A slow deep breath. I focus. Here and there. A new calculus to avoid crowds, avoid others who careen too close to comfort zones. Suddenly, it’s a zombie world. Social and physical distancing. I debate, leave the house or not? Yesterday, in my grocery store, there were social distancing reminders on shopping carts for the two-meter rule. I was frantic, hurry up, get in and out of store as fast as possible. Nobody knows what’s happening in the world. Is it an epidemic? Not anymore. A pandemic says the infectious disease experts.

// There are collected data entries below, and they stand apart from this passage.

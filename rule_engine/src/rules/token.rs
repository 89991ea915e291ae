//! Token definitions - the fixed vocabulary of rule words.

use grid_world::Noun;
use serde::{Deserialize, Serialize};

/// Words that join a subject to a predicate.
#[derive(Debug, Clone, Copy, PartialEq, Eq, Hash, Serialize, Deserialize)]
#[serde(rename_all = "UPPERCASE")]
pub enum Verb {
    Is,
    Has,
    Make,
}

impl Verb {
    pub const ALL: [Verb; 3] = [Verb::Is, Verb::Has, Verb::Make];

    pub fn word(self) -> &'static str {
        match self {
            Verb::Is => "IS",
            Verb::Has => "HAS",
            Verb::Make => "MAKE",
        }
    }

    pub fn from_word(word: &str) -> Option<Verb> {
        Verb::ALL.into_iter().find(|verb| verb.word() == word)
    }
}

impl std::fmt::Display for Verb {
    fn fmt(&self, f: &mut std::fmt::Formatter<'_>) -> std::fmt::Result {
        f.write_str(self.word())
    }
}

/// Intrinsic properties an `IS` rule can grant.
#[derive(Debug, Clone, Copy, PartialEq, Eq, Hash, Serialize, Deserialize)]
#[serde(rename_all = "UPPERCASE")]
pub enum Action {
    You,
    Push,
    Stop,
    Win,
    Defeat,
    Float,
    Melt,
    Hot,
    Sink,
}

impl Action {
    pub const ALL: [Action; 9] = [
        Action::You,
        Action::Push,
        Action::Stop,
        Action::Win,
        Action::Defeat,
        Action::Float,
        Action::Melt,
        Action::Hot,
        Action::Sink,
    ];

    pub fn word(self) -> &'static str {
        match self {
            Action::You => "YOU",
            Action::Push => "PUSH",
            Action::Stop => "STOP",
            Action::Win => "WIN",
            Action::Defeat => "DEFEAT",
            Action::Float => "FLOAT",
            Action::Melt => "MELT",
            Action::Hot => "HOT",
            Action::Sink => "SINK",
        }
    }

    pub fn from_word(word: &str) -> Option<Action> {
        Action::ALL.into_iter().find(|action| action.word() == word)
    }
}

impl std::fmt::Display for Action {
    fn fmt(&self, f: &mut std::fmt::Formatter<'_>) -> std::fmt::Result {
        f.write_str(self.word())
    }
}

/// The only connective.
pub const AND: &str = "AND";

/// Semantic class of a token, carrying the decoded word where there is one.
#[derive(Debug, Clone, Copy, PartialEq, Eq, Hash, Serialize, Deserialize)]
pub enum TokenClass {
    Object(Noun),
    Verb(Verb),
    Action(Action),
    Connective,
    /// Not in the vocabulary. Matches no grammar production.
    Unknown,
}

impl TokenClass {
    /// Classify a word by exact, case-sensitive lookup.
    pub fn of(word: &str) -> Self {
        if let Some(noun) = Noun::from_word(word) {
            TokenClass::Object(noun)
        } else if let Some(verb) = Verb::from_word(word) {
            TokenClass::Verb(verb)
        } else if let Some(action) = Action::from_word(word) {
            TokenClass::Action(action)
        } else if word == AND {
            TokenClass::Connective
        } else {
            TokenClass::Unknown
        }
    }

    /// Get the category of this token.
    pub fn category(&self) -> &'static str {
        match self {
            TokenClass::Object(_) => "object",
            TokenClass::Verb(_) => "verb",
            TokenClass::Action(_) => "action",
            TokenClass::Connective => "connective",
            TokenClass::Unknown => "unknown",
        }
    }
}

/// A classified word.
#[derive(Debug, Clone, PartialEq, Eq, Hash, Serialize, Deserialize)]
pub struct Token {
    pub text: String,
    pub class: TokenClass,
}

impl Token {
    pub fn new(text: impl Into<String>) -> Self {
        let text = text.into();
        let class = TokenClass::of(&text);
        Self { text, class }
    }
}

impl std::fmt::Display for Token {
    fn fmt(&self, f: &mut std::fmt::Formatter<'_>) -> std::fmt::Result {
        f.write_str(&self.text)
    }
}

/// Classify a run of words. The output has one token per word.
pub fn tokenize<I, S>(words: I) -> Vec<Token>
where
    I: IntoIterator<Item = S>,
    S: AsRef<str>,
{
    words.into_iter().map(|w| Token::new(w.as_ref())).collect()
}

It’s 7 a.m. The drone of a plane shudders down my back. Unusual after the recent draconian travel restrictions. But my front tooth hurts, my nose plugs. Eyes swell as I open them. Each day, I prepare to stay home, indefinitely. Suddenly, I recall song lyrics about walls that cave in. If I get COVID-19, I’d like a call button to summon a nurse. But no private nurse for me. If I had a coronavirus ordeal, it would be without an accompanist. But knock on wood. I look around for familiar things. Anything to keep me sane. I try to figure out what has happened. Yet, everything has changed. The U.S.-Canada border has been closed to anyone but big cargo trucks. That’s never happened before. Canada has grounded all but a few international flights, to stem the tide of newly infected travelers. That’s never happened before.

Silent minutes pass as the nightmare begins. Pandemic, a new word that rolls off my tongue and echoes in my ears. For weeks, politicians had pooh-poohed the spreading virus. Chest-beating; disparage the worrisome reports from China. A retort of reports from leaders, “It’s a hoax, it will go away,” said the president. Other sources send a different message: wash your hands, don’t touch your face, keep your distance.

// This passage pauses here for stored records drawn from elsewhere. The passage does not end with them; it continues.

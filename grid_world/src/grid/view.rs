//! Read-only projection of the board for rendering collaborators.

use serde::{Deserialize, Serialize};

use super::Grid;
use crate::entities::{ObjectId, ObjectKind};
use crate::mechanics::Direction;

/// What a renderer needs to know about the object drawn in a cell.
#[derive(Debug, Clone, PartialEq, Eq, Serialize, Deserialize)]
pub struct ViewCell {
    pub id: ObjectId,
    pub kind: ObjectKind,
    pub facing: Direction,
    /// How many objects share the cell, including this one.
    pub stack_height: usize,
}

/// The top-most object of every cell, or `None` for blank cells.
#[derive(Debug, Clone, PartialEq, Eq, Serialize, Deserialize)]
pub struct RenderView {
    pub rows: Vec<Vec<Option<ViewCell>>>,
}

impl RenderView {
    /// Project a grid.
    pub fn of(grid: &Grid) -> Self {
        let mut rows: Vec<Vec<Option<ViewCell>>> = Vec::with_capacity(grid.rows());
        for pos in grid.positions() {
            if pos.col == 0 {
                rows.push(Vec::with_capacity(grid.cols()));
            }
            let stack = grid.objects_at(pos);
            let top = stack.last().map(|top| ViewCell {
                id: top.id,
                kind: top.kind.clone(),
                facing: top.facing,
                stack_height: stack.len(),
            });
            if let Some(row) = rows.last_mut() {
                row.push(top);
            }
        }
        Self { rows }
    }

    /// One line per row: each cell is its top object's label, or `.` when
    /// blank, separated by single spaces.
    pub fn to_text_lines(&self) -> Vec<String> {
        self.rows
            .iter()
            .map(|row| {
                row.iter()
                    .map(|cell| match cell {
                        Some(view) => view.kind.label(),
                        None => ".".to_string(),
                    })
                    .collect::<Vec<_>>()
                    .join(" ")
            })
            .collect()
    }
}

/// Project a grid for rendering.
pub fn renderable_view(grid: &Grid) -> RenderView {
    RenderView::of(grid)
}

Bullshit, I say. I learn the Chinese government had suppressed virus news and threatened the ophthalmologist who had first alerted others. Now he is a national hero and one of the first victims in February. Travelers transmit the disease around the world. Three days ago, 4,496 died; today 19,544. What will it be in three days?

I take showers because I must. Try to confirm that I’ve washed away germs. Yesterday, I even took an extra shower after grocery shopping. A shower gives me a feeling of power. Nobody knows where germs hide and for how long. Each time, I put on fresh clothes and put corona clothes into the laundry. I leave some outside clothes by the front door, for the next, possibly fatal, grocery trip.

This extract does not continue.